Assignment: Begin at the top of the records and copy each line exactly. The line containing "use std::path::Path;" is the last one to include.

#### Entries provided

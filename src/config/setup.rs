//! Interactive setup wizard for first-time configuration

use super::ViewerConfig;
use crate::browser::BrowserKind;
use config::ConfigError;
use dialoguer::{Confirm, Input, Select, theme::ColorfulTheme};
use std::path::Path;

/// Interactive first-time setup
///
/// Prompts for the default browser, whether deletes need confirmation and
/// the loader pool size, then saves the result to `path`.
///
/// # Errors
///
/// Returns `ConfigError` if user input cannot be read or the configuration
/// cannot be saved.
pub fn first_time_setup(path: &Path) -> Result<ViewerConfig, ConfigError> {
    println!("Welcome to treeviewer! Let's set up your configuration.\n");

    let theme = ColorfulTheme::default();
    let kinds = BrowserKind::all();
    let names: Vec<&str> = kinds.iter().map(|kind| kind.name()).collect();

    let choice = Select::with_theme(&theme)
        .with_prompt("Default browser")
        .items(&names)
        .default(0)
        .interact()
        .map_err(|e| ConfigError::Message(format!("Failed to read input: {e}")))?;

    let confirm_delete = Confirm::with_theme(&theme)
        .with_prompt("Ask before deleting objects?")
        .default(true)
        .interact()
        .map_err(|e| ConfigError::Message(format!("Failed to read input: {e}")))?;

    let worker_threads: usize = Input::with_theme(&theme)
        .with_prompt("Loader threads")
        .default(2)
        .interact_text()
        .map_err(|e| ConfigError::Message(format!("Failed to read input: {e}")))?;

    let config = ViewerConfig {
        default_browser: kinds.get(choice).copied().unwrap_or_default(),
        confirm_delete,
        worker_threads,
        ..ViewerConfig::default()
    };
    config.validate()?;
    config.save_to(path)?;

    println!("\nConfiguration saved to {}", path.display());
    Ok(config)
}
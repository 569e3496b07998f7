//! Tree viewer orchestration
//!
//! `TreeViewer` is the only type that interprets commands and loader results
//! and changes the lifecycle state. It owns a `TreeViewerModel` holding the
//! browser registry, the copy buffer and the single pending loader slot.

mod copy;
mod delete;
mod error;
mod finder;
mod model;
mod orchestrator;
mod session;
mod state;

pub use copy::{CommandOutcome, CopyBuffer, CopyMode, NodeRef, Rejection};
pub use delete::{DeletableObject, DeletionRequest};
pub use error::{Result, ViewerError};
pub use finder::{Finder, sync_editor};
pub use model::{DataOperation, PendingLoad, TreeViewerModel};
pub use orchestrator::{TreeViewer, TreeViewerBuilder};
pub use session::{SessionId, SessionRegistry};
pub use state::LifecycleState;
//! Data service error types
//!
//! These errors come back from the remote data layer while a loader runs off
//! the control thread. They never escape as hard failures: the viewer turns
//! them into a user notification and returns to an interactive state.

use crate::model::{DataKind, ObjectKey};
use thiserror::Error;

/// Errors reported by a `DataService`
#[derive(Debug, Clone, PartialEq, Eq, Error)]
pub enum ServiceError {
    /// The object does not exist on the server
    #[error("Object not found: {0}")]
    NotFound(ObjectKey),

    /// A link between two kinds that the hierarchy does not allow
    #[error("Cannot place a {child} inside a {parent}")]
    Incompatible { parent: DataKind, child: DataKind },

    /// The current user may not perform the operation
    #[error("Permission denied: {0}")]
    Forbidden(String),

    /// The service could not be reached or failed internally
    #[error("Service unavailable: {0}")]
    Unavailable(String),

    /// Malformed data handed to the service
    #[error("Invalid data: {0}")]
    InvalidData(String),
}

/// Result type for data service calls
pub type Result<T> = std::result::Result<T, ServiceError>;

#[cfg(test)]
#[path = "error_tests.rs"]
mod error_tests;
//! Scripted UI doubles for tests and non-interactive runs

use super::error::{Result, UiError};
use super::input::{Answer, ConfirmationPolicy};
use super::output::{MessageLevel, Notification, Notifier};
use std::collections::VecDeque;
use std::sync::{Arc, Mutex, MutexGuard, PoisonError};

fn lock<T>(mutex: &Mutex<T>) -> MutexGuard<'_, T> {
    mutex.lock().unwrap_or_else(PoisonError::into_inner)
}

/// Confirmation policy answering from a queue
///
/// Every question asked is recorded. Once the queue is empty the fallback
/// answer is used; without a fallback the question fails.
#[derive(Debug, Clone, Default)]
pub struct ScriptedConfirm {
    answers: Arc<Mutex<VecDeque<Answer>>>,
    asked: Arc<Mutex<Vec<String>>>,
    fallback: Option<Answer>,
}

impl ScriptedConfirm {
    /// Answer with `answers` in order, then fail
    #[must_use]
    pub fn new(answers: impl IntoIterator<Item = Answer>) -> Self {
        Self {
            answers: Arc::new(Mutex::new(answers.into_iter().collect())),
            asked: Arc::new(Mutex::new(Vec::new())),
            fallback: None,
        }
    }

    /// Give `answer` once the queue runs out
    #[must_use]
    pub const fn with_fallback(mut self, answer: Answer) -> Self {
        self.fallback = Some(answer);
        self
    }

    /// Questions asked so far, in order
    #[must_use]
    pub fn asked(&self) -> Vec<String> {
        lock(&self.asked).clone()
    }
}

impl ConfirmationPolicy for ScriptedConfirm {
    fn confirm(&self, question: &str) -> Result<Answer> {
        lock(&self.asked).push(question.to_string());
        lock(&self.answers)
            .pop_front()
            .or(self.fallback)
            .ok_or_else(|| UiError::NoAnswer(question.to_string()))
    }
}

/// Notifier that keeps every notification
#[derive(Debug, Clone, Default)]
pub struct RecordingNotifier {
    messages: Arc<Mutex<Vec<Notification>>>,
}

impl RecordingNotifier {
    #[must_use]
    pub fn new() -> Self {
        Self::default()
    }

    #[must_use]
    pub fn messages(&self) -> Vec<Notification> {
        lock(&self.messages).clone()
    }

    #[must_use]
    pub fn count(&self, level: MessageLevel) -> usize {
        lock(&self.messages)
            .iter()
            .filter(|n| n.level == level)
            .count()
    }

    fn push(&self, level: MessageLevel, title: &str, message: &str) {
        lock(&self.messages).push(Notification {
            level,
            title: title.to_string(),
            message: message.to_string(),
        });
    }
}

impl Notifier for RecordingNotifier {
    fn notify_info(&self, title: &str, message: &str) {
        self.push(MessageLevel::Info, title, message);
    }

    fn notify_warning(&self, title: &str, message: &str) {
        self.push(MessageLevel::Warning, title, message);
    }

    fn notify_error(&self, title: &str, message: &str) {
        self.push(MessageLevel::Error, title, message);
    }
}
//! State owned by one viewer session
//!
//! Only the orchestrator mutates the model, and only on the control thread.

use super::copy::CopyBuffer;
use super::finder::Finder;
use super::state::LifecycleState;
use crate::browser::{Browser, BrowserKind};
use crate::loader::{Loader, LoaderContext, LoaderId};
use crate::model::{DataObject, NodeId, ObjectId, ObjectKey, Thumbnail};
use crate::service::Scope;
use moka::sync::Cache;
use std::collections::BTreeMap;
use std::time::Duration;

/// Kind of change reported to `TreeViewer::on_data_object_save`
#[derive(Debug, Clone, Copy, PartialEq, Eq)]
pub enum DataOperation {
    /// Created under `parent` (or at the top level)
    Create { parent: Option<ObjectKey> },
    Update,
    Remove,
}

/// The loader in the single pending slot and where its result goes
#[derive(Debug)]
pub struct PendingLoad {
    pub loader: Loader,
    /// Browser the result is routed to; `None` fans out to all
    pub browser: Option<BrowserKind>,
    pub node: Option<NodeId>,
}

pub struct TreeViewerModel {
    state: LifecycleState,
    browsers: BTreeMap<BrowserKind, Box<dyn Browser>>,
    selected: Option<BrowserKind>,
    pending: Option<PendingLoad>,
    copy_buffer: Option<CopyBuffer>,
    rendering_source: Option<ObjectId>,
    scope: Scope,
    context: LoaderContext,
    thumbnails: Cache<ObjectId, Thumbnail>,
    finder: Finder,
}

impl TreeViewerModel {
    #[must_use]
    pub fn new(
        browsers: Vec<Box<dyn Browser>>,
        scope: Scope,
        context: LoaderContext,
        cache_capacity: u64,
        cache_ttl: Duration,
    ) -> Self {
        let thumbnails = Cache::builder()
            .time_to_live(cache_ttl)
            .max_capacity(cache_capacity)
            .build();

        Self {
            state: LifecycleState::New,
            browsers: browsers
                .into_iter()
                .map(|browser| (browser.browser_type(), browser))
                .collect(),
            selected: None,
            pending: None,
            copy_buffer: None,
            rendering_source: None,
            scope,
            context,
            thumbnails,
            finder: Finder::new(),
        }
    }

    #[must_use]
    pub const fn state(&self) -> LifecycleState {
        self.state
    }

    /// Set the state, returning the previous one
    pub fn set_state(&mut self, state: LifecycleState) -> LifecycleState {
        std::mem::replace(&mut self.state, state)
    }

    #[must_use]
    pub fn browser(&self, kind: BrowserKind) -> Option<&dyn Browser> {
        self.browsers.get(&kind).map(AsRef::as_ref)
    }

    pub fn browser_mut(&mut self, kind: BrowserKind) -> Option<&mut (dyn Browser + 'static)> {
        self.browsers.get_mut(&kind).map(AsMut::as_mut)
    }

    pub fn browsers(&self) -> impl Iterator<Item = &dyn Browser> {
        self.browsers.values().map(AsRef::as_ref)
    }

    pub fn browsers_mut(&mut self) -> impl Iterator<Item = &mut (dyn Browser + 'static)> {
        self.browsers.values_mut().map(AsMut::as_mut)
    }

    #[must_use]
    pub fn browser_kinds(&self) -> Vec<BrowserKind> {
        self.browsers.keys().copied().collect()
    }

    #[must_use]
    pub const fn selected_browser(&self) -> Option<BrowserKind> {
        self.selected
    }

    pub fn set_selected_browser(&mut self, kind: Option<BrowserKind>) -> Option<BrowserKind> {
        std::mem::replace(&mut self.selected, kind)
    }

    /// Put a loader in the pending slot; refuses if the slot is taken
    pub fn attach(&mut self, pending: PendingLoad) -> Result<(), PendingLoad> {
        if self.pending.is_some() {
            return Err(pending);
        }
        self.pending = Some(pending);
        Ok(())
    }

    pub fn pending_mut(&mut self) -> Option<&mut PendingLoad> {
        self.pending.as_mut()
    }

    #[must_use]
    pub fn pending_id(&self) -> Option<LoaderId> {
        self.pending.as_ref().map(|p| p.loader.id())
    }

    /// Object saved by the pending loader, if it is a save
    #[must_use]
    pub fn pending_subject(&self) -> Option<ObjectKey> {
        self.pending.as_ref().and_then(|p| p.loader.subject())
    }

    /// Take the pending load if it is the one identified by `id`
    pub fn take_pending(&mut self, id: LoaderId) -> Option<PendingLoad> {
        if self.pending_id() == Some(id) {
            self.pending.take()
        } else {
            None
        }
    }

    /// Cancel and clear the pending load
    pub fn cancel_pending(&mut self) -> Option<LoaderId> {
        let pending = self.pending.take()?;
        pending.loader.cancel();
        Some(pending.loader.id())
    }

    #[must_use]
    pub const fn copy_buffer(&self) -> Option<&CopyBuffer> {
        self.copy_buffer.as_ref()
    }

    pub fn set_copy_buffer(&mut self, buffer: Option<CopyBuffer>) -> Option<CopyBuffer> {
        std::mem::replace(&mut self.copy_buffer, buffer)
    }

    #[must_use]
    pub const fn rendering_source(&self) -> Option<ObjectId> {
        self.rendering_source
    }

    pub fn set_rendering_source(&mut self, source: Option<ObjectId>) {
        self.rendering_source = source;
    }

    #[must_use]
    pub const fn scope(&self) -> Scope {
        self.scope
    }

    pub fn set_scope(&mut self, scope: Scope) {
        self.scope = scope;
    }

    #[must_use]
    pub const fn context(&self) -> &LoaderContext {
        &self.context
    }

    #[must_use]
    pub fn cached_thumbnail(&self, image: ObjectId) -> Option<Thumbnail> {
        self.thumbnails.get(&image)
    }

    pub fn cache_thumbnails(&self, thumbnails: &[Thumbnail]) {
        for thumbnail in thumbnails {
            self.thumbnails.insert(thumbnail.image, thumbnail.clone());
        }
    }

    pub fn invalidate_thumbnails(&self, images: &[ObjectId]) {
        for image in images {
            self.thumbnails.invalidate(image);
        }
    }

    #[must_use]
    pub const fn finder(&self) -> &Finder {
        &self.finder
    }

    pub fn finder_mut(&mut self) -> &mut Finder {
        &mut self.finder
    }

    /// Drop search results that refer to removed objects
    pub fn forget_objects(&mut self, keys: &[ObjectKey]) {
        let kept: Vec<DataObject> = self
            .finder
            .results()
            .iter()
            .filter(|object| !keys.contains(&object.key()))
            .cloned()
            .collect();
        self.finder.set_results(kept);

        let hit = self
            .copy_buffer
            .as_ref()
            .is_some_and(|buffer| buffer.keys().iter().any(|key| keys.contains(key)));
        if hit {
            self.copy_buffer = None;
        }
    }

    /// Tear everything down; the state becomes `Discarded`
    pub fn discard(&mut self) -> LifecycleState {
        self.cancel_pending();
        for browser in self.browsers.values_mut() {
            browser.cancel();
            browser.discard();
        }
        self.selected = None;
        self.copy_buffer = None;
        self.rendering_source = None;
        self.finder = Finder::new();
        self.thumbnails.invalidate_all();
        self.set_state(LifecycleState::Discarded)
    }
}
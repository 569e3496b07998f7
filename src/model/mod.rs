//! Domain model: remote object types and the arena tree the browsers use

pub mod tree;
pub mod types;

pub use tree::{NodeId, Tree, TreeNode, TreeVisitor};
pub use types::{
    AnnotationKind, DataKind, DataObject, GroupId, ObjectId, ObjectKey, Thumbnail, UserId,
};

########

Output for this exercise:
filename src/config/setup.rs
//! Interactive setup wizard for first-time configuration

use super::ViewerConfig;
use crate::browser::BrowserKind;
use config::ConfigError;
use dialoguer::{Confirm, Input, Select, theme::ColorfulTheme};
use std::path::Path;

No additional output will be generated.